This post is my view on what the score conveys. I will also try to interpret what is a “good” MAP score, and what is “bad”. While this depends on the application, it is still good to have an idea of what to expect.
So firstly, what is MAP, or AP. Suppose we are searching for images of a flower and we provide our image retrieval system a sample picture of a rose (query), we do get back a bunch of ranked images (from most likely to least likely). Usually not all of them are correct. So we compute the precision at every correctly returned image, and then take an average. If our returned result is
1, 0, 0, 1, 1, 1
where 1 is an image of a flower, while 0 not, then the precision at every correct point is: how many correct images have been encountered up to this point (including current) divided by the total images seen up to this point.
1/1, 0, 0, 2/4, 3/5, 4/6
The AP for above example is 0.6917 (see comments).
0.461, and although of the 6 images returned 4 are correct, the AP is less than half! This is precisely what makes the score somewhat hard to understand.
A simple way to interpret is to produce a combination of zeros and ones which will give the required AP.
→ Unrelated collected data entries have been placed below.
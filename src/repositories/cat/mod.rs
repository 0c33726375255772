//! Cat Repository Module
//!
//! Persistence for cat records plus the two catalog reads: the public listing of
//! available cats and the admin listing of every record, both most recent first.
//!
//! ## Repository Implementations
//!
//! - [`InMemoryCatRepository`]: Fast in-memory storage for testing/development
//! - [`RedisCatRepository`]: Redis-backed storage for production environments
//!
mod cat_in_memory;
mod cat_redis;

pub use cat_in_memory::*;
pub use cat_redis::*;

use crate::{
    models::{Cat, RepositoryError},
    repositories::Repository,
};
use async_trait::async_trait;
use redis::aio::ConnectionManager;
use std::{cmp::Ordering, sync::Arc};

/// Catalog queries on top of the basic CRUD operations.
#[async_trait]
pub trait CatRepository: Repository<Cat, String> {
    /// Cats with `is_available` set, most recently created first.
    async fn list_available(&self) -> Result<Vec<Cat>, RepositoryError>;

    /// Every cat regardless of availability, most recently created first.
    async fn list_recent(&self) -> Result<Vec<Cat>, RepositoryError>;
}

/// Orders by `created_at` descending, breaking ties by id so listings are stable.
pub fn sort_most_recent_first(cats: &mut [Cat]) {
    cats.sort_by(|a, b| match b.created_at.cmp(&a.created_at) {
        Ordering::Equal => a.id.cmp(&b.id),
        ordering => ordering,
    });
}

#[cfg(test)]
mockall::mock! {
  pub CatRepository {}

  #[async_trait]
  impl Repository<Cat, String> for CatRepository {
      async fn create(&self, entity: Cat) -> Result<Cat, RepositoryError>;
      async fn get_by_id(&self, id: String) -> Result<Cat, RepositoryError>;
      async fn list_all(&self) -> Result<Vec<Cat>, RepositoryError>;
      async fn update(&self, id: String, entity: Cat) -> Result<Cat, RepositoryError>;
      async fn delete_by_id(&self, id: String) -> Result<(), RepositoryError>;
      async fn count(&self) -> Result<usize, RepositoryError>;
      async fn has_entries(&self) -> Result<bool, RepositoryError>;
  }

  #[async_trait]
  impl CatRepository for CatRepository {
      async fn list_available(&self) -> Result<Vec<Cat>, RepositoryError>;
      async fn list_recent(&self) -> Result<Vec<Cat>, RepositoryError>;
  }
}

/// Enum wrapper for different cat repository implementations
#[derive(Debug, Clone)]
pub enum CatRepositoryStorage {
    InMemory(InMemoryCatRepository),
    Redis(RedisCatRepository),
}

impl CatRepositoryStorage {
    pub fn new_in_memory() -> Self {
        Self::InMemory(InMemoryCatRepository::new())
    }
    pub fn new_redis(
        connection_manager: Arc<ConnectionManager>,
        key_prefix: String,
    ) -> Result<Self, RepositoryError> {
        Ok(Self::Redis(RedisCatRepository::new(
            connection_manager,
            key_prefix,
        )?))
    }
}

#[async_trait]
impl Repository<Cat, String> for CatRepositoryStorage {
    async fn create(&self, entity: Cat) -> Result<Cat, RepositoryError> {
        match self {
            CatRepositoryStorage::InMemory(repo) => repo.create(entity).await,
            CatRepositoryStorage::Redis(repo) => repo.create(entity).await,
        }
    }

    async fn get_by_id(&self, id: String) -> Result<Cat, RepositoryError> {
        match self {
            CatRepositoryStorage::InMemory(repo) => repo.get_by_id(id).await,
            CatRepositoryStorage::Redis(repo) => repo.get_by_id(id).await,
        }
    }

    async fn list_all(&self) -> Result<Vec<Cat>, RepositoryError> {
        match self {
            CatRepositoryStorage::InMemory(repo) => repo.list_all().await,
            CatRepositoryStorage::Redis(repo) => repo.list_all().await,
        }
    }

    async fn update(&self, id: String, entity: Cat) -> Result<Cat, RepositoryError> {
        match self {
            CatRepositoryStorage::InMemory(repo) => repo.update(id, entity).await,
            CatRepositoryStorage::Redis(repo) => repo.update(id, entity).await,
        }
    }

    async fn delete_by_id(&self, id: String) -> Result<(), RepositoryError> {
        match self {
            CatRepositoryStorage::InMemory(repo) => repo.delete_by_id(id).await,
            CatRepositoryStorage::Redis(repo) => repo.delete_by_id(id).await,
        }
    }

    async fn count(&self) -> Result<usize, RepositoryError> {
        match self {
            CatRepositoryStorage::InMemory(repo) => repo.count().await,
            CatRepositoryStorage::Redis(repo) => repo.count().await,
        }
    }

    async fn has_entries(&self) -> Result<bool, RepositoryError> {
        match self {
            CatRepositoryStorage::InMemory(repo) => repo.has_entries().await,
            CatRepositoryStorage::Redis(repo) => repo.has_entries().await,
        }
    }
}

#[async_trait]
impl CatRepository for CatRepositoryStorage {
    async fn list_available(&self) -> Result<Vec<Cat>, RepositoryError> {
        match self {
            CatRepositoryStorage::InMemory(repo) => repo.list_available().await,
            CatRepositoryStorage::Redis(repo) => repo.list_available().await,
        }
    }

    async fn list_recent(&self) -> Result<Vec<Cat>, RepositoryError> {
        match self {
            CatRepositoryStorage::InMemory(repo) => repo.list_recent().await,
            CatRepositoryStorage::Redis(repo) => repo.list_recent().await,
        }
    }
}
//! This module defines the HTTP routes for session introspection and sign-out.

use crate::{
    api::controllers::session,
    models::{ApiError, DefaultAppState},
    utils::{bearer_token, require_bearer_token},
};
use actix_web::{get, post, web, HttpRequest, HttpResponse, Responder};

/// Describes the caller's session. Anonymous without a bearer token.
#[get("/session")]
async fn get_session(req: HttpRequest, data: web::ThinData<DefaultAppState>) -> impl Responder {
    session::get_session(bearer_token(req.headers()), data).await
}

#[post("/session/sign-out")]
async fn sign_out(
    req: HttpRequest,
    data: web::ThinData<DefaultAppState>,
) -> Result<HttpResponse, ApiError> {
    session::sign_out(require_bearer_token(&req)?, data).await
}

pub fn init(cfg: &mut web::ServiceConfig) {
    cfg.service(get_session).service(sign_out);
}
For example, an AP of 0.5 could have results like
0, 1, 0, 1, 0, 1, ...
where every second image is correct, while an AP of 0.333 has
0, 0, 1, 0, 0, 1, 0, 0, 1, ...
where every third image is correct.
Hopefully, it is clear by now that for an AP of 0.1, every 10th image will be correct, and that is definitely a bad retrieval system. On the other hand, for an AP above 0.5, we will encounter more correct images than wrong in the top results which is definitely a good sign.
MAP is just an extension, where the mean is taken across all AP scores for many queries, and again the above interpretation should hold true. Does your system have a MAP > 0.5? 🙂
Further, I would consider an improvement in MAP score from 0.2 (every 5th) to 0.4 (every 2nd/3rd) as much more significant than an improvement from 0.7 to 0.9 when the results are already pretty good.
While, the possibility to estimate a MAP score given the (multi-class) classification accuracy still remains a mystery to me, any other interpretations are more than welcome!
UPDATE 1: Another measure, the Mean Reciprocal Rank is equivalent to MAP when the number of correct elements in the returned list is just 1. In that case, we simply use the precision at that point, or the reciprocal index of the correct location and average across all queries. Thanks to zhangmeng1010 for the tip.